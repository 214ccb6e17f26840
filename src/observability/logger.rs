//! Structured JSON logger
//!
//! - One log line = one event
//! - `event` first, `severity` second, remaining keys sorted
//! - Synchronous, no buffering
//! - INFO/WARN on stdout, ERROR/FATAL on stderr

use std::fmt;
use std::io::{self, Write};

/// Log severity levels
#[derive(Debug, Clone, Copy, PartialEq, Eq, PartialOrd, Ord)]
pub enum Severity {
    /// Normal operations
    Info = 0,
    /// Recoverable issues
    Warn = 1,
    /// Operation failures
    Error = 2,
    /// Unrecoverable, process exits
    Fatal = 3,
}

impl Severity {
    /// Returns the string representation
    pub fn as_str(&self) -> &'static str {
        match self {
            Severity::Info => "INFO",
            Severity::Warn => "WARN",
            Severity::Error => "ERROR",
            Severity::Fatal => "FATAL",
        }
    }

    fn is_stderr(&self) -> bool {
        *self >= Severity::Error
    }
}

impl fmt::Display for Severity {
    fn fmt(&self, f: &mut fmt::Formatter<'_>) -> fmt::Result {
        write!(f, "{}", self.as_str())
    }
}

/// A structured logger that outputs JSON lines
pub struct Logger;

impl Logger {
    /// Log an event, routing by severity
    pub fn log(severity: Severity, event: &str, fields: &[(&str, &str)]) {
        if severity.is_stderr() {
            Self::log_to_writer(severity, event, fields, &mut io::stderr());
        } else {
            Self::log_to_writer(severity, event, fields, &mut io::stdout());
        }
    }

    fn log_to_writer<W: Write>(
        severity: Severity,
        event: &str,
        fields: &[(&str, &str)],
        writer: &mut W,
    ) {
        let line = Self::format_line(severity, event, fields);
        // Logging never fails the caller
        let _ = writer.write_all(line.as_bytes());
        let _ = writer.flush();
    }

    /// Builds one JSON line with deterministic key order
    fn format_line(severity: Severity, event: &str, fields: &[(&str, &str)]) -> String {
        let mut output = String::with_capacity(128);

        output.push_str("{\"event\":");
        push_json_string(&mut output, event);
        output.push_str(",\"severity\":");
        push_json_string(&mut output, severity.as_str());

        let mut sorted: Vec<_> = fields.iter().collect();
        sorted.sort_by_key(|(k, _)| *k);

        for (key, value) in sorted {
            output.push(',');
            push_json_string(&mut output, key);
            output.push(':');
            push_json_string(&mut output, value);
        }

        output.push_str("}\n");
        output
    }

    /// Log at INFO level
    pub fn info(event: &str, fields: &[(&str, &str)]) {
        Self::log(Severity::Info, event, fields);
    }

    /// Log at WARN level
    pub fn warn(event: &str, fields: &[(&str, &str)]) {
        Self::log(Severity::Warn, event, fields);
    }

    /// Log at ERROR level
    pub fn error(event: &str, fields: &[(&str, &str)]) {
        Self::log(Severity::Error, event, fields);
    }
}

fn push_json_string(output: &mut String, s: &str) {
    match serde_json::to_string(s) {
        Ok(quoted) => output.push_str(&quoted),
        Err(_) => output.push_str("\"\""),
    }
}

/// Capture logs to a buffer for testing
#[cfg(test)]
pub fn capture_log(severity: Severity, event: &str, fields: &[(&str, &str)]) -> String {
    let mut buffer = Vec::new();
    Logger::log_to_writer(severity, event, fields, &mut buffer);
    String::from_utf8(buffer).unwrap()
}
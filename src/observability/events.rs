//! Observable events for leakscope
//!
//! Point events within a phase. Phase begin/complete/failed lines come
//! from `ObservationScope`.

use std::fmt;

/// Observable events across the load, audit and serve phases
#[derive(Debug, Clone, Copy, PartialEq, Eq)]
pub enum Event {
    // Configuration
    /// Configuration file parsed and validated
    ConfigLoaded,

    // Load phase
    /// One file written as a table
    TableLoaded,
    /// A file was skipped (not tabular input)
    FileSkipped,
    /// `transactions_base` view (re)created
    ViewCreated,
    /// Load phase aborted (FATAL)
    LoadFailed,

    // Audit phase
    /// One rule finished with a result table
    RuleComplete,
    /// One rule failed
    RuleFailed,

    // Export
    /// A findings CSV was written to disk
    ExportWritten,

    // Server
    /// Dashboard server bound and serving
    ServerStart,
    /// A request failed with an error response
    RequestFailed,
}

impl Event {
    /// Returns the string representation of the event
    pub fn as_str(&self) -> &'static str {
        match self {
            Event::ConfigLoaded => "CONFIG_LOADED",

            Event::TableLoaded => "TABLE_LOADED",
            Event::FileSkipped => "FILE_SKIPPED",
            Event::ViewCreated => "VIEW_CREATED",
            Event::LoadFailed => "LOAD_FAILED",

            Event::RuleComplete => "RULE_COMPLETE",
            Event::RuleFailed => "RULE_FAILED",

            Event::ExportWritten => "EXPORT_WRITTEN",

            Event::ServerStart => "SERVER_START",
            Event::RequestFailed => "REQUEST_FAILED",
        }
    }

    /// Returns true if this event indicates a fatal condition
    pub fn is_fatal(&self) -> bool {
        matches!(self, Event::LoadFailed)
    }

    /// Returns true if this event reports a non-fatal failure
    pub fn is_failure(&self) -> bool {
        matches!(self, Event::RuleFailed | Event::RequestFailed)
    }
}

impl fmt::Display for Event {
    fn fmt(&self, f: &mut fmt::Formatter<'_>) -> fmt::Result {
        write!(f, "{}", self.as_str())
    }
}
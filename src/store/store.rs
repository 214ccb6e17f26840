//! DuckDB store handle
//!
//! One `Store` owns one connection to the store file. The load phase opens
//! it read-write, the dashboard opens it read-only; dropping the handle
//! releases the file.

use std::path::{Path, PathBuf};

use duckdb::types::Value as Cell;
use duckdb::{AccessMode, Config, Connection};
use serde_json::Value;

use super::errors::{StoreError, StoreResult};
use super::table::ResultTable;

/// Access mode a store was opened with
#[derive(Debug, Clone, Copy, PartialEq, Eq)]
pub enum StoreMode {
    ReadWrite,
    ReadOnly,
}

/// Handle to the persisted analytical store
pub struct Store {
    conn: Connection,
    path: PathBuf,
    mode: StoreMode,
}

impl Store {
    /// Opens (or creates) the store for loading.
    pub fn open_read_write(path: impl AsRef<Path>) -> StoreResult<Self> {
        let path = path.as_ref().to_path_buf();
        let conn = Connection::open(&path)?;
        disable_extension_downloads(&conn)?;
        Ok(Self {
            conn,
            path,
            mode: StoreMode::ReadWrite,
        })
    }

    /// Opens an existing store for auditing and reporting.
    ///
    /// The file must already exist; a read-only open never creates it.
    pub fn open_read_only(path: impl AsRef<Path>) -> StoreResult<Self> {
        let path = path.as_ref().to_path_buf();
        if !path.exists() {
            return Err(StoreError::NotFound(path.display().to_string()));
        }
        let config = Config::default().access_mode(AccessMode::ReadOnly)?;
        let conn = Connection::open_with_flags(&path, config)?;
        disable_extension_downloads(&conn)?;
        Ok(Self {
            conn,
            path,
            mode: StoreMode::ReadOnly,
        })
    }

    /// In-memory store, used by tests and throwaway audits
    pub fn open_in_memory() -> StoreResult<Self> {
        let conn = Connection::open_in_memory()?;
        disable_extension_downloads(&conn)?;
        Ok(Self {
            conn,
            path: PathBuf::from(":memory:"),
            mode: StoreMode::ReadWrite,
        })
    }

    /// Path of the store file
    pub fn path(&self) -> &Path {
        &self.path
    }

    /// Mode the store was opened with
    pub fn mode(&self) -> StoreMode {
        self.mode
    }

    /// Underlying connection, for typed queries
    pub fn connection(&self) -> &Connection {
        &self.conn
    }

    /// Execute one or more statements with no result
    pub fn execute_batch(&self, sql: &str) -> StoreResult<()> {
        self.conn.execute_batch(sql)?;
        Ok(())
    }

    /// Query for a single scalar value
    pub fn query_scalar<T: duckdb::types::FromSql>(&self, sql: &str) -> StoreResult<T> {
        let value: T = self.conn.query_row(sql, [], |row| row.get(0))?;
        Ok(value)
    }

    /// Returns true if a table or view with this name exists
    pub fn table_exists(&self, name: &str) -> StoreResult<bool> {
        let count: i64 = self.conn.query_row(
            "SELECT COUNT(*) FROM information_schema.tables WHERE table_name = ?",
            duckdb::params![name],
            |row| row.get(0),
        )?;
        Ok(count > 0)
    }

    /// Number of rows in a table or view
    pub fn row_count(&self, name: &str) -> StoreResult<u64> {
        let sql = format!("SELECT COUNT(*) FROM {}", quote_ident(name)?);
        let count: i64 = self.query_scalar(&sql)?;
        Ok(count.max(0) as u64)
    }

    /// Number of columns in a table or view
    pub fn column_count(&self, name: &str) -> StoreResult<usize> {
        let sql = format!("SELECT * FROM {}", quote_ident(name)?);
        Ok(self.describe(&sql)?.len())
    }

    /// Column names a query would produce, without running it
    pub fn describe(&self, sql: &str) -> StoreResult<Vec<String>> {
        Ok(self
            .describe_columns(sql)?
            .into_iter()
            .map(|(name, _)| name)
            .collect())
    }

    fn describe_columns(&self, sql: &str) -> StoreResult<Vec<(String, String)>> {
        let mut stmt = self.conn.prepare(&format!("DESCRIBE {sql}"))?;
        let columns = stmt
            .query_map([], |row| Ok((row.get::<_, String>(0)?, row.get::<_, String>(1)?)))?
            .collect::<Result<Vec<_>, _>>()?;
        Ok(columns)
    }

    /// Run a query and collect every row into a `ResultTable`
    pub fn query_table(&self, sql: &str) -> StoreResult<ResultTable> {
        self.query_table_ordered(sql, None)
    }

    /// Run a query with an outer ordering clause applied to its rows
    ///
    /// Columns come from `DESCRIBE` so an empty result still carries its
    /// header. Numbers, booleans and text keep their JSON type; dates,
    /// timestamps and other engine types come back as their text form.
    pub fn query_table_ordered(
        &self,
        sql: &str,
        order_by: Option<&str>,
    ) -> StoreResult<ResultTable> {
        let described = self.describe_columns(sql)?;

        let projection = described
            .iter()
            .map(|(name, column_type)| select_expr(name, column_type))
            .collect::<Vec<_>>()
            .join(", ");
        let mut outer_sql = format!("SELECT {projection} FROM ({sql}) AS _row");
        if let Some(order) = order_by {
            outer_sql.push_str(" ORDER BY ");
            outer_sql.push_str(order);
        }

        let width = described.len();
        let mut stmt = self.conn.prepare(&outer_sql)?;
        let mut rows = stmt.query([])?;

        let mut out = Vec::new();
        while let Some(row) = rows.next()? {
            let mut values = Vec::with_capacity(width);
            for idx in 0..width {
                values.push(json_value(row.get::<_, Cell>(idx)?));
            }
            out.push(values);
        }

        let columns = described.into_iter().map(|(name, _)| name).collect();
        Ok(ResultTable::new(columns, out))
    }
}

/// Keeps the engine from fetching extensions over the network
fn disable_extension_downloads(conn: &Connection) -> StoreResult<()> {
    conn.execute_batch(
        "SET autoinstall_known_extensions = false; SET autoload_known_extensions = false;",
    )?;
    Ok(())
}

/// Projection for one column: JSON-native types pass through, decimals
/// widen to DOUBLE, everything else is cast to text.
fn select_expr(name: &str, column_type: &str) -> String {
    let column = format!("\"{}\"", name.replace('"', "\"\""));
    let base = column_type
        .split('(')
        .next()
        .unwrap_or(column_type)
        .trim()
        .to_ascii_uppercase();
    match base.as_str() {
        "BOOLEAN" | "TINYINT" | "SMALLINT" | "INTEGER" | "BIGINT" | "UTINYINT" | "USMALLINT"
        | "UINTEGER" | "UBIGINT" | "FLOAT" | "DOUBLE" | "VARCHAR" => column,
        "DECIMAL" | "HUGEINT" | "UHUGEINT" => format!("CAST({column} AS DOUBLE) AS {column}"),
        _ => format!("CAST({column} AS VARCHAR) AS {column}"),
    }
}

fn json_value(cell: Cell) -> Value {
    match cell {
        Cell::Null => Value::Null,
        Cell::Boolean(b) => Value::Bool(b),
        Cell::TinyInt(n) => n.into(),
        Cell::SmallInt(n) => n.into(),
        Cell::Int(n) => n.into(),
        Cell::BigInt(n) => n.into(),
        Cell::UTinyInt(n) => n.into(),
        Cell::USmallInt(n) => n.into(),
        Cell::UInt(n) => n.into(),
        Cell::UBigInt(n) => n.into(),
        Cell::Float(n) => f64::from(n).into(),
        Cell::Double(n) => n.into(),
        Cell::Text(s) => Value::String(s),
        other => Value::String(format!("{other:?}")),
    }
}

/// Checks that a name is a plain SQL identifier
pub fn validate_identifier(name: &str) -> StoreResult<()> {
    let mut chars = name.chars();
    let valid = match chars.next() {
        Some(c) if c.is_ascii_alphabetic() || c == '_' => {
            chars.all(|c| c.is_ascii_alphanumeric() || c == '_')
        }
        _ => false,
    };
    if valid {
        Ok(())
    } else {
        Err(StoreError::InvalidIdentifier(name.to_string()))
    }
}

/// Validates and double-quotes an identifier
pub fn quote_ident(name: &str) -> StoreResult<String> {
    validate_identifier(name)?;
    Ok(format!("\"{name}\""))
}

/// Single-quotes a string literal, doubling embedded quotes
pub fn quote_literal(value: &str) -> String {
    format!("'{}'", value.replace('\'', "''"))
}

#[cfg(test)]
mod tests {
    use super::*;
    use serde_json::json;

    #[test]
    fn test_validate_identifier() {
        assert!(validate_identifier("orders").is_ok());
        assert!(validate_identifier("_order_items2").is_ok());
        assert!(validate_identifier("").is_err());
        assert!(validate_identifier("2orders").is_err());
        assert!(validate_identifier("order items").is_err());
        assert!(validate_identifier("orders;drop").is_err());
    }

    #[test]
    fn test_quote_literal_escapes() {
        assert_eq!(quote_literal("data/it's.csv"), "'data/it''s.csv'");
    }

    #[test]
    fn test_query_table_keeps_header_when_empty() {
        let store = Store::open_in_memory().unwrap();
        store
            .execute_batch("CREATE TABLE t (a INTEGER, b VARCHAR)")
            .unwrap();

        let table = store.query_table("SELECT a, b FROM t").unwrap();
        assert!(table.is_empty());
        assert_eq!(table.columns, vec!["a", "b"]);
    }

    #[test]
    fn test_query_table_ordered() {
        let store = Store::open_in_memory().unwrap();
        store
            .execute_batch(
                "CREATE TABLE t (a INTEGER, b VARCHAR);
                 INSERT INTO t VALUES (3, 'z'), (1, 'x'), (2, NULL);",
            )
            .unwrap();

        let table = store
            .query_table_ordered("SELECT a, b FROM t", Some("a"))
            .unwrap();
        assert_eq!(table.column_values("a"), vec![&json!(1), &json!(2), &json!(3)]);
        assert_eq!(table.value(1, "b"), Some(&Value::Null));
    }

    #[test]
    fn test_query_table_converts_engine_types_offline() {
        let store = Store::open_in_memory().unwrap();
        let autoload: bool = store
            .query_scalar("SELECT current_setting('autoload_known_extensions')")
            .unwrap();
        assert!(!autoload);

        store
            .execute_batch(
                "CREATE TABLE t (d DATE, ts TIMESTAMP, amount DECIMAL(10,2), n BIGINT, ok BOOLEAN);
                 INSERT INTO t VALUES
                     ('2024-01-02', '2024-01-02 10:15:00', 12.50, 7, true),
                     (NULL, NULL, NULL, NULL, NULL);",
            )
            .unwrap();

        let table = store
            .query_table_ordered("SELECT * FROM t", Some("d NULLS LAST"))
            .unwrap();
        assert_eq!(table.columns, vec!["d", "ts", "amount", "n", "ok"]);
        assert_eq!(table.value(0, "d"), Some(&json!("2024-01-02")));
        assert_eq!(table.value(0, "ts"), Some(&json!("2024-01-02 10:15:00")));
        assert_eq!(table.value(0, "amount"), Some(&json!(12.5)));
        assert_eq!(table.value(0, "n"), Some(&json!(7)));
        assert_eq!(table.value(0, "ok"), Some(&json!(true)));
        assert!(table.rows[1].iter().all(Value::is_null));
    }

    #[test]
    fn test_select_expr_quotes_and_casts() {
        assert_eq!(select_expr("qty", "BIGINT"), "\"qty\"");
        assert_eq!(
            select_expr("price", "DECIMAL(12,2)"),
            "CAST(\"price\" AS DOUBLE) AS \"price\""
        );
        assert_eq!(
            select_expr("a\"b", "DATE"),
            "CAST(\"a\"\"b\" AS VARCHAR) AS \"a\"\"b\""
        );
    }

    #[test]
    fn test_table_exists_and_counts() {
        let store = Store::open_in_memory().unwrap();
        store
            .execute_batch("CREATE TABLE t (a INTEGER, b INTEGER); INSERT INTO t VALUES (1, 2);")
            .unwrap();

        assert!(store.table_exists("t").unwrap());
        assert!(!store.table_exists("missing").unwrap());
        assert_eq!(store.row_count("t").unwrap(), 1);
        assert_eq!(store.column_count("t").unwrap(), 2);
    }

    #[test]
    fn test_missing_table_surfaces_engine_error() {
        let store = Store::open_in_memory().unwrap();
        let err = store.query_table("SELECT * FROM nowhere").unwrap_err();
        assert!(matches!(err, StoreError::Engine(_)));
        assert!(err.to_string().contains("nowhere"));
    }

    #[test]
    fn test_read_only_requires_existing_file() {
        let tmp = tempfile::TempDir::new().unwrap();
        let result = Store::open_read_only(tmp.path().join("absent.duckdb"));
        assert!(matches!(result, Err(StoreError::NotFound(_))));
    }
}
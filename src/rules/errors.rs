//! Rule engine error types

use thiserror::Error;

use crate::store::StoreError;

/// Result type for rule evaluation
pub type RuleResult<T> = Result<T, RuleError>;

/// Errors raised while evaluating leakage rules
#[derive(Debug, Error)]
pub enum RuleError {
    /// No rule registered under this name
    #[error("Unknown rule: {0}")]
    UnknownRule(String),

    /// Rule query failed; the engine message is kept as-is
    #[error("Rule '{rule}' failed: {source}")]
    Failed {
        rule: String,
        #[source]
        source: StoreError,
    },
}

impl RuleError {
    /// Name of the rule involved
    pub fn rule(&self) -> &str {
        match self {
            RuleError::UnknownRule(rule) => rule,
            RuleError::Failed { rule, .. } => rule,
        }
    }
}
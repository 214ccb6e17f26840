//! Table Loader
//!
//! Bulk-loads a directory of CSV files into the store, one table per file,
//! and derives the `transactions_base` view.
//!
//! - Full snapshot replace, never incremental
//! - No schema validation: invalid rows are kept for the audit rules
//! - Missing view sources are fatal

mod errors;
mod loader;

pub use errors::{LoadError, LoadResult};
pub use loader::{
    table_name_for, LoadReport, LoadedTable, TableLoader, TRANSACTIONS_VIEW, VIEW_SOURCE_TABLES,
};
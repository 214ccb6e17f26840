//! Leakage Rule Engine
//!
//! Five fixed audit queries over the loaded store:
//!
//! 1. misapplied_discounts: unit_price below half of MRP
//! 2. invalid_order_totals: order_total <= 0
//! 3. duplicate_orders: same customer, date and total more than once
//! 4. inventory_shrinkage: damaged stock above 20% of received
//! 5. delayed_deliveries: actual_time after promised_time
//!
//! Rules are stateless and read-only. An empty result means no issues.

mod engine;
mod errors;
mod registry;

pub use engine::{AuditReport, FailurePolicy, RuleEngine, RuleFinding, RuleOutcome};
pub use errors::{RuleError, RuleResult};
pub use registry::{
    all, find, LeakageRule, DELAYED_DELIVERIES, DUPLICATE_ORDERS, INVALID_ORDER_TOTALS,
    INVENTORY_SHRINKAGE, MISAPPLIED_DISCOUNTS, RULES,
};
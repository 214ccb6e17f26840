//! leakscope - revenue leakage audits over e-commerce sales data
//!
//! CSV files are bulk-loaded into an embedded DuckDB store, five fixed
//! audit rules run against it, and the results are served as KPIs,
//! per-rule findings with CSV export, and three charts.

pub mod cli;
pub mod http_server;
pub mod loader;
pub mod observability;
pub mod report;
pub mod rules;
pub mod store;
//! Observability for leakscope
//!
//! - Structured logging (JSON lines)
//! - Typed lifecycle events
//! - Begin/complete scopes around phases
//!
//! Observability is read-only: it never changes what the pipeline does.
//!
//! ```ignore
//! use leakscope::observability::{log_event_with_fields, Event};
//!
//! log_event_with_fields(Event::TableLoaded, &[("table", "orders"), ("rows", "42")]);
//! ```

mod events;
mod logger;
mod scope;

pub use events::Event;
pub use logger::{Logger, Severity};
pub use scope::{ObservationScope, Timer};

fn severity_for(event: Event) -> Severity {
    if event.is_fatal() {
        Severity::Fatal
    } else if event.is_failure() {
        Severity::Error
    } else {
        Severity::Info
    }
}

/// Log a lifecycle event with fields
pub fn log_event_with_fields(event: Event, fields: &[(&str, &str)]) {
    Logger::log(severity_for(event), event.as_str(), fields);
}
.....
Directions: Each line from the start of the listing above through the line containing "Log severity levels" should be copied exactly, please, with no other lines added.

Response:
repository 214ccb6e17f26840
filename src/observability/logger.rs
//! Structured JSON logger
//!
//! - One log line = one event
//! - `event` first, `severity` second, remaining keys sorted
//! - Synchronous, no buffering
//! - INFO/WARN on stdout, ERROR/FATAL on stderr

use std::fmt;
use std::io::{self, Write};

/// Log severity levels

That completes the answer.